Pregnanetriolone
- Names: IUPAC name 3R,5R,8S,9S,10S,13S,14S,17R)-3,17-dihydroxy-17-[(1S)-1-hydroxyethyl]-10,13-dimethyl-2,3,4,5,6,7,8,9,12,14,15,16-dodecahydro-1H-cyclopenta[a]phenanthren-11-one

Identifiers
- CAS Number: 603-99-6;
- 3D model (JSmol): Interactive image;
- ChEBI: CHEBI:79870;
- ChemSpider: 223202;
- KEGG: C15368;
- PubChem CID: 254631;
- UNII: 9K506VY344;
- CompTox Dashboard (EPA): DTXSID001316846 ;

Properties
- Chemical formula: C_{21}H_{34}O_{4}
- Molar mass: 350.499 g·mol^{−1}

= Pregnanetriolone =

Pregnanetriolone, or 11-ketopregnanetriol, is a steroid hormone.

==Clinical significance==
There is no or little urinare excretion of pregnanetriolone in the urine in healthy people.

Pregnanetriolone is a metabolite of 21-deoxycortisol.

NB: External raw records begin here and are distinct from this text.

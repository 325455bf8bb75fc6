//! Crate entry point for **upkeep**.
//!
//! upkeep is the self-update engine of a long-running background service. It
//! polls a release feed, downloads the new executable, smoke-tests it and
//! hands the actual swap to a separate `upkeep-relaunch` process, because a
//! running program cannot replace its own file on every platform.
//!
//! Each submodule encapsulates one responsibility; the `pub use` re-exports
//! are what the binaries and embedding services use.

mod commands;
pub mod config;
pub mod error;
pub mod logging;
mod paths;
mod progress;
pub mod relaunch;
pub mod upgrade;

pub use commands::{CURRENT_VERSION, cmd_check, cmd_install, cmd_run, cmd_status, open_service};
pub use config::Settings;
pub use error::UpdateError;
pub use paths::{paths, upkeep_home};
pub use upgrade::service::UpdateService;
pub use upgrade::status::{Phase, UpdateStatus};
pub use upgrade::{CheckOutcome, InstallOutcome, StatusReport, Updater};
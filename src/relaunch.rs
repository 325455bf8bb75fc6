//! Binary swap executed outside the live process.
//!
//! A running executable cannot replace its own file on every platform, so the
//! installer writes a [`SwapPlan`] to disk and hands it to the
//! `upkeep-relaunch` helper. The helper terminates the live process, swaps the
//! files, relaunches the canonical executable and removes the plan.

use serde::{Deserialize, Serialize};
use std::ffi::OsStr;
use std::fs;
use std::path::{Path, PathBuf};
use std::process::{Command, Stdio};
use std::time::Duration;

use crate::config::InstallSettings;
use crate::upgrade::artifact::{remove_quietly, spawn_fresh};

/// One step of a swap.
#[derive(Debug, Clone, PartialEq, Eq, Serialize, Deserialize)]
#[serde(tag = "step", rename_all = "snake_case")]
pub enum SwapStep {
    /// Sleep.
    Wait { millis: u64 },
    /// Kill the live process by id and every process running an executable
    /// with this file name, except the helper.
    Terminate {
        image_name: String,
        #[serde(default)]
        pid: Option<u32>,
    },
    /// Move the live executable aside, replacing any previous backup.
    Backup { live: PathBuf, backup: PathBuf },
    /// Rename the candidate over the live path, or roll back and stop.
    Promote {
        candidate: PathBuf,
        live: PathBuf,
        backup: PathBuf,
    },
    /// Start `program` detached from the helper.
    Launch { program: PathBuf, args: Vec<String> },
    /// Delete a file if it exists.
    Remove { path: PathBuf },
}

/// Ordered swap procedure plus files removed whatever happens.
#[derive(Debug, Clone, PartialEq, Eq, Serialize, Deserialize)]
pub struct SwapPlan {
    pub steps: Vec<SwapStep>,
    pub cleanup: Vec<PathBuf>,
}

#[derive(Debug, Clone, Copy, PartialEq, Eq)]
pub enum SwapOutcome {
    Swapped,
    RolledBack,
}

/// Paths a plan is built from.
#[derive(Debug, Clone)]
pub struct SwapTargets {
    pub live: PathBuf,
    pub candidate: PathBuf,
    pub backup: PathBuf,
    pub plan_file: PathBuf,
    pub relaunch_args: Vec<String>,
    /// Process to terminate, when the caller is itself the live executable.
    pub live_pid: Option<u32>,
}

impl SwapPlan {
    /// Standard procedure: wait, terminate, backup, promote, relaunch, clean up.
    pub fn build(targets: &SwapTargets, timing: &InstallSettings) -> Self {
        let image_name = targets
            .live
            .file_name()
            .map(|n| n.to_string_lossy().into_owned())
            .unwrap_or_default();
        let secs = |s: u64| SwapStep::Wait { millis: s * 1000 };

        Self {
            steps: vec![
                secs(timing.grace_secs),
                SwapStep::Terminate {
                    image_name,
                    pid: targets.live_pid,
                },
                secs(timing.settle_secs),
                SwapStep::Backup {
                    live: targets.live.clone(),
                    backup: targets.backup.clone(),
                },
                SwapStep::Promote {
                    candidate: targets.candidate.clone(),
                    live: targets.live.clone(),
                    backup: targets.backup.clone(),
                },
                secs(timing.relaunch_delay_secs),
                SwapStep::Launch {
                    program: targets.live.clone(),
                    args: targets.relaunch_args.clone(),
                },
                secs(timing.backup_cleanup_secs),
                // The backup goes even if the relaunch never came up.
                SwapStep::Remove {
                    path: targets.backup.clone(),
                },
            ],
            cleanup: vec![targets.plan_file.clone()],
        }
    }

    pub fn write(&self, path: &Path) -> std::io::Result<()> {
        let json = serde_json::to_vec_pretty(self)?;
        fs::write(path, json)
    }

    pub fn read(path: &Path) -> anyhow::Result<Self> {
        let bytes = fs::read(path)?;
        Ok(serde_json::from_slice(&bytes)?)
    }

    /// Run every step in order, then the cleanup list.
    ///
    /// Only a rollback in [`SwapStep::Promote`] stops the sequence early;
    /// other failures are logged and the next step runs.
    pub fn execute(&self) -> SwapOutcome {
        let mut outcome = SwapOutcome::Swapped;
        for step in &self.steps {
            tracing::debug!(?step, "swap step");
            if run_step(step) == StepFlow::Stop {
                outcome = SwapOutcome::RolledBack;
                break;
            }
        }
        for path in &self.cleanup {
            remove_quietly(path);
        }
        outcome
    }
}

#[derive(Debug, PartialEq, Eq)]
enum StepFlow {
    Continue,
    Stop,
}

fn run_step(step: &SwapStep) -> StepFlow {
    match step {
        SwapStep::Wait { millis } => {
            std::thread::sleep(Duration::from_millis(*millis));
        }
        SwapStep::Terminate { image_name, pid } => {
            let killed = terminate_live(*pid, image_name);
            tracing::info!(image_name, ?pid, killed, "terminated live process");
        }
        SwapStep::Backup { live, backup } => {
            if live.exists() {
                remove_quietly(backup);
                if let Err(e) = fs::rename(live, backup) {
                    tracing::error!(live = %live.display(), "cannot move live executable aside: {e}");
                }
            } else {
                tracing::warn!(live = %live.display(), "live executable missing");
            }
        }
        SwapStep::Promote {
            candidate,
            live,
            backup,
        } => {
            let promoted = candidate.exists()
                && match fs::rename(candidate, live) {
                    Ok(()) => true,
                    Err(e) => {
                        tracing::error!(candidate = %candidate.display(), "cannot promote candidate: {e}");
                        false
                    }
                };
            if !promoted {
                roll_back(live, backup);
                return StepFlow::Stop;
            }
            tracing::info!(live = %live.display(), "candidate promoted");
        }
        SwapStep::Launch { program, args } => match spawn_detached(program, args) {
            Ok(pid) => tracing::info!(pid, program = %program.display(), "relaunched"),
            Err(e) => tracing::error!(program = %program.display(), "relaunch failed: {e}"),
        },
        SwapStep::Remove { path } => remove_quietly(path),
    }
    StepFlow::Continue
}

fn roll_back(live: &Path, backup: &Path) {
    if live.exists() {
        tracing::warn!("no candidate to promote, live executable left in place");
        return;
    }
    match fs::rename(backup, live) {
        Ok(()) => tracing::warn!(live = %live.display(), "rolled back to previous executable"),
        Err(e) => tracing::error!(backup = %backup.display(), "rollback failed: {e}"),
    }
}

/// Kill process `pid` and every process running an executable named
/// `image_name`, other than ourselves. Returns how many were signalled.
pub fn terminate_live(pid: Option<u32>, image_name: &str) -> usize {
    use sysinfo::{Pid, ProcessRefreshKind, ProcessesToUpdate, System, UpdateKind};

    let mut sys = System::new();
    sys.refresh_processes_specifics(
        ProcessesToUpdate::All,
        true,
        ProcessRefreshKind::nothing()
            .with_exe(UpdateKind::OnlyIfNotSet)
            .with_cmd(UpdateKind::OnlyIfNotSet),
    );
    let me = sysinfo::get_current_pid().ok();
    let target = pid.map(Pid::from_u32);
    sys.processes()
        .values()
        .filter(|p| Some(p.pid()) != me)
        .filter(|p| Some(p.pid()) == target || runs_image(p, image_name))
        .filter(|p| p.kill())
        .count()
}

/// `name()` is the kernel's short name (15 bytes on Linux), so the
/// executable path and `argv[0]` are checked too.
fn runs_image(p: &sysinfo::Process, image_name: &str) -> bool {
    if image_name.is_empty() {
        return false;
    }
    let wanted = OsStr::new(image_name);
    p.name() == wanted
        || p.exe().and_then(Path::file_name) == Some(wanted)
        || p.cmd().first().and_then(|arg0| Path::new(arg0).file_name()) == Some(wanted)
}

/// Start `program` in its own process group with no inherited stdio.
pub fn spawn_detached(program: &Path, args: &[String]) -> std::io::Result<u32> {
    let mut cmd = Command::new(program);
    cmd.args(args)
        .stdin(Stdio::null())
        .stdout(Stdio::null())
        .stderr(Stdio::null());
    if let Some(dir) = program.parent().filter(|d| !d.as_os_str().is_empty()) {
        cmd.current_dir(dir);
    }
    #[cfg(unix)]
    {
        use std::os::unix::process::CommandExt;
        cmd.process_group(0);
    }
    #[cfg(windows)]
    {
        use std::os::windows::process::CommandExt;
        const DETACHED_PROCESS: u32 = 0x0000_0008;
        const CREATE_NEW_PROCESS_GROUP: u32 = 0x0000_0200;
        const CREATE_NO_WINDOW: u32 = 0x0800_0000;
        cmd.creation_flags(DETACHED_PROCESS | CREATE_NEW_PROCESS_GROUP | CREATE_NO_WINDOW);
    }
    let child = spawn_fresh(&mut cmd)?;
    Ok(child.id())
}

#[cfg(test)]
mod tests {
    use super::*;

    struct Fixture {
        _td: tempfile::TempDir,
        targets: SwapTargets,
    }

    fn fixture() -> Fixture {
        let td = tempfile::tempdir().unwrap();
        let dir = td.path();
        let targets = SwapTargets {
            live: dir.join("svc.exe"),
            candidate: dir.join("svc.exe.new"),
            backup: dir.join("svc.exe.backup"),
            plan_file: dir.join("plan.json"),
            relaunch_args: vec!["run".into()],
            live_pid: Some(4242),
        };
        Fixture { _td: td, targets }
    }

    /// Same as `build` minus the process-level steps.
    fn file_steps_only(plan: SwapPlan) -> SwapPlan {
        SwapPlan {
            steps: plan
                .steps
                .into_iter()
                .filter(|s| !matches!(s, SwapStep::Terminate { .. } | SwapStep::Launch { .. }))
                .collect(),
            cleanup: plan.cleanup,
        }
    }

    fn instant() -> InstallSettings {
        InstallSettings {
            grace_secs: 0,
            settle_secs: 0,
            relaunch_delay_secs: 0,
            backup_cleanup_secs: 0,
            ..InstallSettings::default()
        }
    }

    #[test]
    fn build_orders_steps_and_uses_timing() {
        let f = fixture();
        let plan = SwapPlan::build(&f.targets, &InstallSettings::default());
        let kinds: Vec<&str> = plan
            .steps
            .iter()
            .map(|s| match s {
                SwapStep::Wait { .. } => "wait",
                SwapStep::Terminate { .. } => "terminate",
                SwapStep::Backup { .. } => "backup",
                SwapStep::Promote { .. } => "promote",
                SwapStep::Launch { .. } => "launch",
                SwapStep::Remove { .. } => "remove",
            })
            .collect();
        assert_eq!(
            kinds,
            ["wait", "terminate", "wait", "backup", "promote", "wait", "launch", "wait", "remove"]
        );
        assert_eq!(plan.steps[0], SwapStep::Wait { millis: 3000 });
        assert_eq!(
            plan.steps[1],
            SwapStep::Terminate {
                image_name: "svc.exe".into(),
                pid: Some(4242),
            }
        );
        assert_eq!(plan.cleanup, vec![f.targets.plan_file.clone()]);
    }

    #[test]
    fn plan_survives_a_trip_through_disk() {
        let f = fixture();
        let plan = SwapPlan::build(&f.targets, &InstallSettings::default());
        plan.write(&f.targets.plan_file).unwrap();
        assert_eq!(SwapPlan::read(&f.targets.plan_file).unwrap(), plan);
    }

    #[test]
    fn swap_promotes_candidate_and_removes_backup_and_plan() {
        let f = fixture();
        let t = &f.targets;
        fs::write(&t.live, "old").unwrap();
        fs::write(&t.candidate, "new").unwrap();
        fs::write(&t.backup, "ancient").unwrap();
        let plan = file_steps_only(SwapPlan::build(t, &instant()));
        plan.write(&t.plan_file).unwrap();

        assert_eq!(plan.execute(), SwapOutcome::Swapped);
        assert_eq!(fs::read_to_string(&t.live).unwrap(), "new");
        assert!(!t.candidate.exists());
        assert!(!t.backup.exists());
        assert!(!t.plan_file.exists());
    }

    #[test]
    fn missing_candidate_rolls_back_and_stops() {
        let f = fixture();
        let t = &f.targets;
        fs::write(&t.live, "old").unwrap();
        let plan = file_steps_only(SwapPlan::build(t, &instant()));
        plan.write(&t.plan_file).unwrap();

        assert_eq!(plan.execute(), SwapOutcome::RolledBack);
        assert_eq!(fs::read_to_string(&t.live).unwrap(), "old");
        assert!(!t.backup.exists());
        assert!(!t.plan_file.exists());
    }

    #[test]
    fn missing_live_still_promotes_candidate() {
        let f = fixture();
        let t = &f.targets;
        fs::write(&t.candidate, "new").unwrap();
        let plan = file_steps_only(SwapPlan::build(t, &instant()));

        assert_eq!(plan.execute(), SwapOutcome::Swapped);
        assert_eq!(fs::read_to_string(&t.live).unwrap(), "new");
    }

    #[test]
    fn terminate_ignores_unknown_names() {
        assert_eq!(terminate_live(None, "upkeep-no-such-process-name"), 0);
        assert_eq!(terminate_live(None, ""), 0);
    }

    #[test]
    fn terminate_never_kills_itself() {
        assert_eq!(terminate_live(Some(std::process::id()), ""), 0);
    }

    #[test]
    fn plan_without_pid_still_reads() {
        let step: SwapStep =
            serde_json::from_str(r#"{"step": "terminate", "image_name": "svc.exe"}"#).unwrap();
        assert_eq!(
            step,
            SwapStep::Terminate {
                image_name: "svc.exe".into(),
                pid: None,
            }
        );
    }

    #[cfg(target_os = "linux")]
    fn start_sleeper(dir: &Path, name: &str) -> std::process::Child {
        let exe = dir.join(name);
        fs::copy("/bin/sleep", &exe).unwrap();
        spawn_fresh(Command::new(&exe).arg("30")).unwrap()
    }

    #[cfg(target_os = "linux")]
    fn exits_within(child: &mut std::process::Child, limit: Duration) -> bool {
        let deadline = std::time::Instant::now() + limit;
        while std::time::Instant::now() < deadline {
            if child.try_wait().unwrap().is_some() {
                return true;
            }
            std::thread::sleep(Duration::from_millis(50));
        }
        let _ = child.kill();
        let _ = child.wait();
        false
    }

    #[cfg(target_os = "linux")]
    #[test]
    fn terminate_matches_names_longer_than_the_kernel_short_name() {
        let td = tempfile::tempdir().unwrap();
        let mut child = start_sleeper(td.path(), "guardian-service-x86");
        std::thread::sleep(Duration::from_millis(200));

        assert_eq!(terminate_live(None, "guardian-service-x86"), 1);
        assert!(exits_within(&mut child, Duration::from_secs(5)));
    }

    #[cfg(target_os = "linux")]
    #[test]
    fn terminate_kills_recorded_pid_whatever_its_name() {
        let td = tempfile::tempdir().unwrap();
        let mut child = start_sleeper(td.path(), "svc-by-pid");

        assert_eq!(terminate_live(Some(child.id()), "upkeep-no-such-process-name"), 1);
        assert!(exits_within(&mut child, Duration::from_secs(5)));
    }

    #[cfg(unix)]
    #[test]
    fn spawn_detached_runs_program() {
        let td = tempfile::tempdir().unwrap();
        let marker = td.path().join("ran");
        let pid = spawn_detached(
            Path::new("/bin/sh"),
            &["-c".into(), format!("touch '{}'", marker.display())],
        )
        .unwrap();
        assert!(pid > 0);
        for _ in 0..50 {
            if marker.exists() {
                break;
            }
            std::thread::sleep(Duration::from_millis(100));
        }
        assert!(marker.exists());
    }
}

In patients with congenital adrenal hyperplasia due to 21-hydroxylase deficiency (CAH), the daily excretion exceeds 100 μg. ACTH stimulation increased excrement even further. It has been concluded since at least 1974 that the excretion of pregnenolone in urine after ACTH stimulation test can help detect heterozygous carriers of congenital adrenal hyperplasia caused by 21-hydroxylase deficiency (non-classical forms of CAH). These conclusions were confirmed by later studies.

Pregnanetriolone can be used as a marker screening and for monitoring of treatment in infants with classical forms of CAH.